It’s officially been over a year since I’ve stopped talking to one of my best friends. As the months go by, holidays and birthdays pass, I am in shock that I am still grieving this friendship.

friendship

Hi beautiful readers, welcome back to Ashley Spills. Ashley, here. You can check out my other posts here.

I’ve been wanting to write about this for a while because I think it’s important to share big experiences. Ending a friendship with a best friend, to me, is something huge. It’s taken me so long (and a lot of courage) to write about this because I don’t want to hurt anyone. I don’t know if she even tries keeping up with me like I do with her. Who knows if she’ll read this. She does know about this blog… I started it while we were still friends.

But, at this point, it’s been over a year and I’m ready to talk about it.

Letting a friendship go

My twenties have been a whirlwind of change, emotion, parties, jobs, phases, different interests, and the list goes on. I have evolved every year, no every month, this decade and I am only getting started. The second I turned 25 I definitely felt that quarter-of-a-life crisis and it hit me deeeeeeppp. Now, I’m almost 28.

I began, and still am, seeing my relationships and friends for what they truly were/are. And then, I got to a point where I was questioning everything in my life, specifically the people in my life. I don’t want to sound cringe, but for the sake of my readers, I’ve always been one to have a lot of close friends. I’ve had several people tell me this. Reflecting on this led me to see that not everyone is supposed to be in my life (overall).

I’m not sure if it’s my fear of being alone, trusting too much, wanting acceptance, or just that I am a friendly person. Whatever the reason may be, I now know that not everyone is meant to be in my life.

Okay, let’s get down to what happened. Let’s call her Winter.

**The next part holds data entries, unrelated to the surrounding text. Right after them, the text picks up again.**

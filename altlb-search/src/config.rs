//! Search configuration.

use crate::builder::ObjectiveMode;
use crate::error::ConfigError;
use serde::{Deserialize, Serialize};
use std::time::Duration;

/// Configuration of a proof search run
#[derive(Debug, Clone, PartialEq, Serialize, Deserialize)]
#[serde(default)]
pub struct SearchConfig {
    /// Longest annotation considered
    pub max_length: usize,
    /// First constant probed
    pub initial_constant: f64,
    /// Bisection stops once the bracket is narrower than this
    pub epsilon: f64,
    /// Doubling steps before the run is declared saturated
    pub max_doublings: usize,
    /// Halving steps before the run is declared exhausted
    pub max_halvings: usize,
    /// Optional cap on bisection steps
    pub max_bisections: Option<usize>,
    /// Time limit per oracle query, in milliseconds
    pub query_timeout_ms: Option<u64>,
    /// Time limit for the whole run, in milliseconds
    pub total_timeout_ms: Option<u64>,
    /// Worker threads (0 = rayon default, 1 = sequential)
    pub threads: usize,
    /// Objective attached to every program
    pub objective: ObjectiveMode,
}

impl Default for SearchConfig {
    fn default() -> Self {
        Self {
            max_length: 5,
            initial_constant: 1.0,
            epsilon: 1e-3,
            max_doublings: 8,
            max_halvings: 8,
            max_bisections: None,
            query_timeout_ms: Some(10_000),
            total_timeout_ms: None,
            threads: 0,
            objective: ObjectiveMode::Feasibility,
        }
    }
}

impl SearchConfig {
    /// Create a new config with defaults
    pub fn new() -> Self {
        Self::default()
    }

    /// Set maximum annotation length
    pub fn with_max_length(mut self, max_length: usize) -> Self {
        self.max_length = max_length;
        self
    }

    /// Set the first probed constant
    pub fn with_initial_constant(mut self, constant: f64) -> Self {
        self.initial_constant = constant;
        self
    }

    /// Set bisection precision
    pub fn with_epsilon(mut self, epsilon: f64) -> Self {
        self.epsilon = epsilon;
        self
    }

    /// Set the doubling cap
    pub fn with_max_doublings(mut self, max_doublings: usize) -> Self {
        self.max_doublings = max_doublings;
        self
    }

    /// Set the halving cap
    pub fn with_max_halvings(mut self, max_halvings: usize) -> Self {
        self.max_halvings = max_halvings;
        self
    }

    /// Set the bisection cap
    pub fn with_max_bisections(mut self, max_bisections: usize) -> Self {
        self.max_bisections = Some(max_bisections);
        self
    }

    /// Set per-query timeout
    pub fn with_query_timeout(mut self, timeout: Duration) -> Self {
        self.query_timeout_ms = Some(timeout.as_millis() as u64);
        self
    }

    /// Remove the per-query timeout
    pub fn without_query_timeout(mut self) -> Self {
        self.query_timeout_ms = None;
        self
    }

    /// Set total run timeout
    pub fn with_total_timeout(mut self, timeout: Duration) -> Self {
        self.total_timeout_ms = Some(timeout.as_millis() as u64);
        self
    }

    /// Set number of worker threads
    pub fn with_threads(mut self, threads: usize) -> Self {
        self.threads = threads;
        self
    }

    /// Set the program objective
    pub fn with_objective(mut self, objective: ObjectiveMode) -> Self {
        self.objective = objective;
        self
    }

    /// Per-query timeout
    pub fn query_timeout(&self) -> Option<Duration> {
        self.query_timeout_ms.map(Duration::from_millis)
    }

    /// Total run timeout
    pub fn total_timeout(&self) -> Option<Duration> {
        self.total_timeout_ms.map(Duration::from_millis)
    }

    /// Reject values the search cannot run with
    pub fn validate(&self) -> Result<(), ConfigError> {
        if self.max_length == 0 {
            return Err(ConfigError::ZeroLength);
        }
        if !self.initial_constant.is_finite() || self.initial_constant <= 0.0 {
            return Err(ConfigError::InitialConstant(self.initial_constant));
        }
        if !self.epsilon.is_finite() || self.epsilon <= 0.0 {
            return Err(ConfigError::Epsilon(self.epsilon));
        }
        Ok(())
    }
}

#[cfg(test)]
mod tests {
    use super::*;

    #[test]
    fn test_defaults() {
        let config = SearchConfig::default();
        assert_eq!(config.max_length, 5);
        assert_eq!(config.initial_constant, 1.0);
        assert_eq!(config.query_timeout(), Some(Duration::from_secs(10)));
        assert_eq!(config.total_timeout(), None);
        assert!(config.validate().is_ok());
    }

    #[test]
    fn test_builders() {
        let config = SearchConfig::new()
            .with_max_length(7)
            .with_epsilon(0.01)
            .with_threads(2)
            .with_max_bisections(4)
            .with_total_timeout(Duration::from_secs(3))
            .without_query_timeout();
        assert_eq!(config.max_length, 7);
        assert_eq!(config.epsilon, 0.01);
        assert_eq!(config.threads, 2);
        assert_eq!(config.max_bisections, Some(4));
        assert_eq!(config.total_timeout(), Some(Duration::from_secs(3)));
        assert_eq!(config.query_timeout(), None);
    }

    #[test]
    fn test_validation() {
        assert_eq!(
            SearchConfig::new().with_max_length(0).validate(),
            Err(ConfigError::ZeroLength)
        );
        assert!(matches!(
            SearchConfig::new().with_initial_constant(-1.0).validate(),
            Err(ConfigError::InitialConstant(_))
        ));
        assert!(matches!(
            SearchConfig::new().with_epsilon(f64::NAN).validate(),
            Err(ConfigError::Epsilon(_))
        ));
    }

    #[test]
    fn test_partial_json_uses_defaults() {
        let config: SearchConfig =
            serde_json::from_str(r#"{"max_length": 9, "objective": "minimize-start-exponent"}"#)
                .unwrap();
        assert_eq!(config.max_length, 9);
        assert_eq!(config.objective, ObjectiveMode::MinimizeStartExponent);
        assert_eq!(config.max_doublings, 8);
    }
}
//! altlb Search - Proof Search for Alternation-Trading Lower Bounds
//!
//! An alternation-trading proof derives a contradiction from the assumption
//! that nondeterministic linear time fits in `n^c` time and small space. A
//! proof is a sequence of speedup and slowdown rules (an *annotation*); for
//! a fixed annotation and constant `c`, the existence of valid exponents is
//! a linear feasibility problem. This crate finds the largest `c` for which
//! some annotation of bounded length yields a feasible program.
//!
//! # Components
//!
//! - [`catalog`]: the closed set of rules and their adjacency
//! - [`annotation`]: validated rule sequences and their enumeration
//! - [`program`] and [`builder`]: the linear program for one query
//! - [`oracle`]: the pluggable feasibility backend
//! - [`probe`] and [`driver`]: parallel probing and the search state machine
//! - [`verify`], [`sweep`], [`report`]: witnesses, sweeps and results
//!
//! # Examples
//!
//! ```
//! use altlb_search::{RuleCatalog, SearchConfig, SearchDriver, SimplexOracle};
//!
//! let config = SearchConfig::new().with_max_length(3).with_epsilon(0.01);
//! let driver = SearchDriver::new(RuleCatalog::standard(), SimplexOracle::new(), config)?;
//! let report = driver.run()?;
//!
//! // The only annotation of length 3 proves exactly the constants up to sqrt(2).
//! let best = report.best_constant.unwrap_or_default();
//! assert!(best <= std::f64::consts::SQRT_2 && best > 1.4);
//! # Ok::<(), Box<dyn std::error::Error>>(())
//! ```

#![deny(unsafe_code)]

pub mod annotation;
pub mod builder;
pub mod catalog;
pub mod config;
pub mod driver;
pub mod error;
pub mod oracle;
pub mod probe;
pub mod program;
pub mod report;
pub mod sweep;
pub mod verify;

pub use annotation::{Annotation, AnnotationEnumerator};
pub use builder::{ObjectiveMode, ProgramBuilder, ProgramLayout};
pub use catalog::{Alternation, CatalogChoice, Rule, RuleCatalog, RuleKind};
pub use config::SearchConfig;
pub use driver::{Phase, SearchDriver};
pub use error::{
    AnnotationError, CatalogError, ConfigError, Result, SearchError, SearchFailure,
};
pub use oracle::{FeasibilityOracle, InstabilityReason, OracleError, SimplexOracle, Verdict};
pub use probe::{Parallelism, ProbeOutcome, Prober};
pub use program::{Assignment, ConstraintViolation, LinearExpr, LinearProgram, Relation};
pub use report::{
    LineReport, ProbeRecord, RuleInstance, SearchOutcome, SearchReport, SearchStats,
    UnstableQuery, Witness, WitnessReport,
};
pub use sweep::{
    AnnotationRank, SweepConfig, SweepRow, rank_annotations, run_sweep, validate_sweep,
};
pub use verify::{VerifyError, verify_report, verify_witness, witness_from_report};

Winter and I were best friends for over 10 years, I want to say close to 14 years. I have the best memories with her, and she understood me a lot better than many people did. She made me feel invincible, beautiful, and like a boss ass bitch. I don’t know what I brought to her table, but I hope I brought something good.

As I got older, I was beginning to see a pattern with her, she was doing a lot of the same things and not doing anything that I was doing. We were brought up so different. I always had to work and she didn’t (there are more examples, but this is just one). She had more free time than I did and we valued different things. There is nothing wrong with this per se, but in the end I think we outgrew each other.

First argument

Eventually, we had our first argument because she kept saying things I didn’t appreciate. When I voiced it, she snapped at me and was extremely harsh toward me. After a while, we made up. A few months later, she got mad again because things weren’t going her way for an event and she snapped again. The whole situation, in my opinion, was bizarre.

I was best friends with a stranger. My best friend would never treat me like this, or act like this. If this was the real her all along, how did I not see it?

Why was I so intimidated by my best friend?

After that second argument, I tried to distance myself and it was obvious so she asked to meet and talk. We met up and left things good. We were still bffs and we cleared the air. I felt proud of myself for telling her how I felt and she did the same with me. All was good. I was ready to go back to our regular friendship. Or so I thought I was.

A few days later I sent her a picture of an art project I finished and she responded that she loved it.

That was the last time we ever spoke.

What an ending

Sure, I can tell you that our whole friend group in general was kind of feeling the effects of what was going on between me and Winter, but that’s not my story to tell. At first, I thought for sure she would reach out to me after something big happened, but she never did. For days, then weeks, then months, I was waiting for a text telling me that she hated me. That what happened was my fault.

I was prepared for anything and everything. Maybe I was preparing myself so much because I wanted her to reach out to me. Now that I’m reflecting on it, that was probably the reason.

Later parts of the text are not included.